Or, for Knox to pray—"Oh, Lord, if thy pleasure be, purge the heart of the Queen's Majestie from the venom of idolatry, and deliver her from the bondage and the thralldom of Satan."

Perth

Perth may be the Fair City, but it is scarce fair among cities, and is chiefly regarded even by itself as a point of departure, the Gate of the Highlands. The railway platform is at least a third of a mile long, and very bewildering to the unsuspecting visitor who thought he was merely coming to the ancient Celtic capital.

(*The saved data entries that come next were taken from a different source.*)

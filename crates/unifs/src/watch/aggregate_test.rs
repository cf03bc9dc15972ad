// Copyright (c) Contributors to the SPK project.
// SPDX-License-Identifier: Apache-2.0
// https://github.com/spkenv/spk

use std::sync::Arc;
use std::time::Duration;

use rstest::rstest;

use super::AggregateWatcher;
use crate::backend::MemoryFileSystem;
use crate::watch::{ChangeKind, Watcher};
use crate::{FileSystem, VfsPath};

fixtures!();

const WAIT: Duration = Duration::from_secs(2);

#[rstest]
fn test_fan_in_from_two_backends() {
    let a = MemoryFileSystem::new();
    let b = MemoryFileSystem::new();
    let aggregate = AggregateWatcher::new(shared(&a), VfsPath::root());
    aggregate.add(a.watch(&VfsPath::root()).unwrap());
    aggregate.add(b.watch(&VfsPath::root()).unwrap());
    aggregate.set_filter("*").unwrap();
    aggregate.set_enabled(true);

    let events = Arc::new(CollectingSubscriber::default());
    aggregate.subscribe(events.clone());

    a.write_all(&VfsPath::new("/x"), b"in a").unwrap();
    b.write_all(&VfsPath::new("/y"), b"in b").unwrap();

    // one create per backend; cross-backend order is unspecified
    assert!(events.wait_for_changes(2, WAIT));
    let mut created: Vec<_> = events
        .changes()
        .into_iter()
        .filter(|(kind, _, _)| *kind == ChangeKind::Created)
        .map(|(_, path, _)| path)
        .collect();
    created.sort();
    assert_eq!(created, vec![VfsPath::new("/x"), VfsPath::new("/y")]);
}

#[rstest]
fn test_configuration_propagates_to_children() {
    let a = MemoryFileSystem::new();
    let b = MemoryFileSystem::new();
    let aggregate = AggregateWatcher::new(shared(&a), VfsPath::root());
    aggregate.add(a.watch(&VfsPath::root()).unwrap());
    aggregate.set_filter("*.log").unwrap();
    aggregate.set_enabled(true);
    aggregate.set_include_subdirectories(true);

    // a late child is brought in line with the cached configuration
    let late = b.watch(&VfsPath::root()).unwrap();
    aggregate.add(late);

    let events = Arc::new(CollectingSubscriber::default());
    aggregate.subscribe(events.clone());

    ensure(&b, "/sub/a.log", b"log");
    assert!(events.wait_for_changes(1, WAIT));
    assert!(events
        .changes()
        .iter()
        .any(|(_, path, _)| path == &VfsPath::new("/sub/a.log")));
}

#[rstest]
fn test_remove_by_backend_detaches_children() {
    let a = MemoryFileSystem::new();
    let b = MemoryFileSystem::new();
    let shared_a = shared(&a);
    let shared_b = shared(&b);
    let aggregate = AggregateWatcher::new(Arc::clone(&shared_a), VfsPath::root());
    aggregate.add(shared_a.watch(&VfsPath::root()).unwrap());
    aggregate.add(shared_b.watch(&VfsPath::root()).unwrap());
    aggregate.set_filter("*").unwrap();
    aggregate.set_enabled(true);
    assert_eq!(aggregate.len(), 2);

    let events = Arc::new(CollectingSubscriber::default());
    aggregate.subscribe(events.clone());

    aggregate.remove(&shared_b);
    assert_eq!(aggregate.len(), 1);

    b.write_all(&VfsPath::new("/ignored"), b"x").unwrap();
    a.write_all(&VfsPath::new("/seen"), b"x").unwrap();

    assert!(events.wait_for_changes(1, WAIT));
    std::thread::sleep(Duration::from_millis(200));
    assert!(events
        .changes()
        .iter()
        .all(|(_, path, _)| path.is_in_directory(&VfsPath::root(), true)
            && path != &VfsPath::new("/ignored")));
}

#[rstest]
fn test_remove_all_keeps_the_exception() {
    let a = MemoryFileSystem::new();
    let b = MemoryFileSystem::new();
    let shared_a = shared(&a);
    let shared_b = shared(&b);
    let aggregate = AggregateWatcher::new(Arc::clone(&shared_a), VfsPath::root());
    aggregate.add(shared_a.watch(&VfsPath::root()).unwrap());
    aggregate.add(shared_b.watch(&VfsPath::root()).unwrap());

    aggregate.remove_all(Some(&shared_b));
    assert_eq!(aggregate.len(), 1);

    aggregate.remove_all(None);
    assert!(aggregate.is_empty());
}

#[rstest]
fn test_setting_an_unchanged_value_is_a_noop() {
    let a = MemoryFileSystem::new();
    let aggregate = AggregateWatcher::new(shared(&a), VfsPath::root());
    aggregate.set_enabled(false);
    aggregate.set_filter("*.*").unwrap();
    assert_eq!(aggregate.config().filter, "*.*");
    assert!(!aggregate.config().enabled);
}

For, very far backward, this was the chief city of the kingdom, before Scotland had spread down to the Forth, and down to the Border. Even so recently (?) as the time of James the First it was held the fairest city in the kingdom. But the assassination of that monarch must have led the Jameses to seek a safer city in which to be fair.

There is a touch of antiquity about the town. One is shown the house of the Fair Maid; in truth that being the objective of the casual traveler signs in the street point the way. It may or may not be. But we agreed to let Scott decide these things and he, no doubt, chose this house. Curfew Street that runs by, looking like a vennel—vennel? I am certain—was inhabited rather by lively boys, and no fair head looked out from the high window that would have furnished an excellent framing for the fair face of Catherine Glover.

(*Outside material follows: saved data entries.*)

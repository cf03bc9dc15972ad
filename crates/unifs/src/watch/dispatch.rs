// Copyright (c) Contributors to the SPK project.
// SPDX-License-Identifier: Apache-2.0
// https://github.com/spkenv/spk

use std::sync::atomic::{AtomicBool, Ordering};
use std::sync::mpsc;
use std::sync::Arc;
use std::thread::JoinHandle;

use parking_lot::Mutex;

use crate::{Error, Result};

#[cfg(test)]
#[path = "./dispatch_test.rs"]
mod dispatch_test;

/// Work items queued for the dispatcher worker.
pub type Job = Box<dyn FnOnce() + Send + 'static>;

/// How many undelivered work items a dispatcher buffers before
/// producers start blocking.
const QUEUE_CAPACITY: usize = 16;

/// Delivers event callbacks on a dedicated background thread.
///
/// Producers enqueue closures and return immediately, blocking only
/// when the bounded queue is full. The worker delivers jobs in FIFO
/// order. Dropping the dispatcher stops the worker, joins it, and
/// silently discards anything not yet delivered.
pub struct EventDispatcher {
    tx: Mutex<Option<mpsc::SyncSender<Job>>>,
    closed: Arc<AtomicBool>,
    worker: Mutex<Option<JoinHandle<()>>>,
}

impl EventDispatcher {
    pub fn new() -> Self {
        let (tx, rx) = mpsc::sync_channel::<Job>(QUEUE_CAPACITY);
        let closed = Arc::new(AtomicBool::new(false));
        let worker_closed = Arc::clone(&closed);
        let worker = std::thread::spawn(move || {
            while let Ok(job) = rx.recv() {
                if worker_closed.load(Ordering::Acquire) {
                    break;
                }
                job();
            }
            tracing::trace!("event dispatcher worker stopped");
        });
        Self {
            tx: Mutex::new(Some(tx)),
            closed,
            worker: Mutex::new(Some(worker)),
        }
    }

    pub fn is_closed(&self) -> bool {
        self.closed.load(Ordering::Acquire)
    }

    /// Queue a job for delivery, blocking while the queue is full.
    pub fn dispatch(&self, job: Job) -> Result<()> {
        // the sender is cloned out so the queue lock is not held while
        // a full queue blocks this producer
        let tx = match &*self.tx.lock() {
            Some(tx) if !self.is_closed() => tx.clone(),
            _ => return Err(Error::Disposed("event dispatcher")),
        };
        tx.send(job)
            .map_err(|_| Error::Disposed("event dispatcher"))
    }

    /// Queue a job without ever blocking, dropping it if the queue is
    /// full. Used when dispatching from the worker thread itself, which
    /// must not wait on its own queue.
    pub fn try_dispatch(&self, job: Job) -> Result<()> {
        let tx = match &*self.tx.lock() {
            Some(tx) if !self.is_closed() => tx.clone(),
            _ => return Err(Error::Disposed("event dispatcher")),
        };
        match tx.try_send(job) {
            Ok(()) => Ok(()),
            Err(mpsc::TrySendError::Full(_)) => {
                tracing::warn!("event queue full, dropping re-dispatched job");
                Ok(())
            }
            Err(mpsc::TrySendError::Disconnected(_)) => Err(Error::Disposed("event dispatcher")),
        }
    }
}

impl Default for EventDispatcher {
    fn default() -> Self {
        Self::new()
    }
}

impl Drop for EventDispatcher {
    fn drop(&mut self) {
        self.closed.store(true, Ordering::Release);
        // closing the channel wakes a worker blocked in recv and fails
        // any producer blocked in send
        self.tx.lock().take();
        if let Some(worker) = self.worker.lock().take() {
            if worker.thread().id() == std::thread::current().id() {
                // dropped from within a callback; the worker cannot
                // join itself and will exit on its own
                return;
            }
            if worker.join().is_err() {
                tracing::error!("event dispatcher worker panicked");
            }
        }
    }
}

impl std::fmt::Debug for EventDispatcher {
    fn fmt(&self, f: &mut std::fmt::Formatter<'_>) -> std::fmt::Result {
        f.debug_struct("EventDispatcher")
            .field("closed", &self.is_closed())
            .finish()
    }
}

The North Inch I found to be not an island in the Tay, but a meadow, where every possible out-door activity takes place among the descendants of Clans Chattan and Quhele—there is race-course, golf links, cricket field, football, grazing, washing. I trust the clans are somewhat evener now in numbers, although there were left but one Chattan to level the Quheles. Coming from the Chattan tribe I must hope the centuries since that strifeful day have brought reëxpansion to the Chattans.

Farther up the Inch, onto the Whin, the eye looks across to Scone. The foot does not cross, for there is nothing left of the old Abbey, not even of the old palace where Charles II, last king crowned in Scotland, suffered coronation—and was instructed in the ways of well doing according to the Covenant. Even the stone of destiny was gone then, brought from Dunstaffnage, and taken to Westminster.

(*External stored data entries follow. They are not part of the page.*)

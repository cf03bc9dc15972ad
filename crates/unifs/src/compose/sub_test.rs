// Copyright (c) Contributors to the SPK project.
// SPDX-License-Identifier: Apache-2.0
// https://github.com/spkenv/spk

use std::sync::Arc;
use std::time::Duration;

use rstest::rstest;

use super::{SubFileSystem, SubRoot};
use crate::backend::MemoryFileSystem;
use crate::compose::PathMapper;
use crate::watch::{ChangeKind, Watcher};
use crate::{
    Error,
    FileSystem,
    ReadFileSystem,
    SearchTarget,
    VfsPath,
};

fixtures!();

const WAIT: Duration = Duration::from_secs(2);
const SETTLE: Duration = Duration::from_millis(200);

#[rstest]
fn test_read_through_a_sub_view(memfs: MemoryFileSystem) {
    ensure(&memfs, "/a/b/c.txt", &[0x01, 0x02]);

    let sub = SubFileSystem::new(shared(&memfs), "/a").unwrap();
    assert_eq!(sub.read_to_vec(&VfsPath::new("/b/c.txt")).unwrap(), [0x01, 0x02]);
    assert!(sub.file_exists(&VfsPath::new("/b/c.txt")).unwrap());
    assert!(!sub.file_exists(&VfsPath::new("/a/b/c.txt")).unwrap());
}

#[rstest]
fn test_requires_an_existing_directory(memfs: MemoryFileSystem) {
    assert!(matches!(
        SubFileSystem::new(shared(&memfs), "/missing"),
        Err(Error::NotFound(_))
    ));
    assert!(matches!(
        SubFileSystem::new(shared(&memfs), "relative"),
        Err(Error::InvalidPath { .. })
    ));
}

#[rstest]
fn test_writes_land_under_the_sub_root(memfs: MemoryFileSystem) {
    memfs.create_directory(&VfsPath::new("/mnt")).unwrap();
    let sub = SubFileSystem::new(shared(&memfs), "/mnt").unwrap();

    sub.create_directory(&VfsPath::new("/data")).unwrap();
    sub.write_all(&VfsPath::new("/data/file.bin"), b"payload").unwrap();

    assert!(memfs
        .directory_exists(&VfsPath::new("/mnt/data"))
        .unwrap());
    assert_eq!(
        memfs.read_to_vec(&VfsPath::new("/mnt/data/file.bin")).unwrap(),
        b"payload"
    );
}

#[rstest]
fn test_enumeration_translates_paths(memfs: MemoryFileSystem) {
    ensure(&memfs, "/a/x.txt", b"1");
    ensure(&memfs, "/a/sub/y.txt", b"2");
    ensure(&memfs, "/other.txt", b"3");

    let sub = SubFileSystem::new(shared(&memfs), "/a").unwrap();
    let mut paths: Vec<_> = sub
        .enumerate(&VfsPath::root(), "*.txt", true, SearchTarget::File)
        .unwrap()
        .collect::<crate::Result<_>>()
        .unwrap();
    paths.sort();
    assert_eq!(
        paths,
        vec![VfsPath::new("/sub/y.txt"), VfsPath::new("/x.txt")]
    );
}

#[rstest]
fn test_mapper_round_trip() {
    let mapper = SubRoot::new(VfsPath::new("/a"));
    assert_eq!(mapper.to_delegate(&VfsPath::new("/b/c")).as_str(), "/a/b/c");
    assert_eq!(mapper.to_delegate(&VfsPath::root()).as_str(), "/a");
    assert_eq!(
        mapper.from_delegate(&VfsPath::new("/a/b/c")).unwrap().as_str(),
        "/b/c"
    );
    assert_eq!(mapper.from_delegate(&VfsPath::new("/a")).unwrap().as_str(), "/");
    assert!(matches!(
        mapper.from_delegate(&VfsPath::new("/elsewhere")),
        Err(Error::InvariantViolation { .. })
    ));
    assert!(matches!(
        mapper.from_delegate(&VfsPath::new("/ab")),
        Err(Error::InvariantViolation { .. })
    ));
}

#[rstest]
fn test_watcher_translates_event_paths(memfs: MemoryFileSystem) {
    memfs.create_directory(&VfsPath::new("/a")).unwrap();
    let sub = SubFileSystem::new(shared(&memfs), "/a").unwrap();

    let watcher = sub.watch(&VfsPath::root()).unwrap();
    watcher.set_filter("*.txt").unwrap();
    watcher.set_enabled(true);
    let events = Arc::new(CollectingSubscriber::default());
    watcher.subscribe(events.clone());

    memfs.write_all(&VfsPath::new("/a/b.txt"), b"inside").unwrap();

    assert!(events.wait_for_changes(1, WAIT));
    let changes = events.changes();
    assert_eq!(changes[0].0, ChangeKind::Created);
    assert_eq!(changes[0].1, VfsPath::new("/b.txt"));
}

#[rstest]
fn test_events_outside_the_sub_root_are_dropped(memfs: MemoryFileSystem) {
    memfs.create_directory(&VfsPath::new("/a")).unwrap();
    let sub = SubFileSystem::new(shared(&memfs), "/a").unwrap();

    let watcher = sub.watch(&VfsPath::root()).unwrap();
    watcher.set_filter("*").unwrap();
    watcher.set_enabled(true);
    let events = Arc::new(CollectingSubscriber::default());
    watcher.subscribe(events.clone());

    memfs.write_all(&VfsPath::new("/outside.txt"), b"outside").unwrap();
    assert!(!events.wait_for_changes(1, SETTLE));
}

There is nothing, or only stones, left of the Blackfriar's Monastery in which James, the poet-king, suffered death. Surely he was born too soon. As last instead of first of the Jameses, what might he not have done in the ways of intelligence and beauty, as England's king as well as Scotland's? Very beautifully runs his picture of Lady Joanna Beaufort, seen from a window in Windsor—

"The fairest and the freshest flower,
That ever I saw before that hour,
The which o' the sudden made to start
The blood of my body to my heart ...
Ah, sweet, are ye a worldly creature,
Or heavenly thing in form of nature?"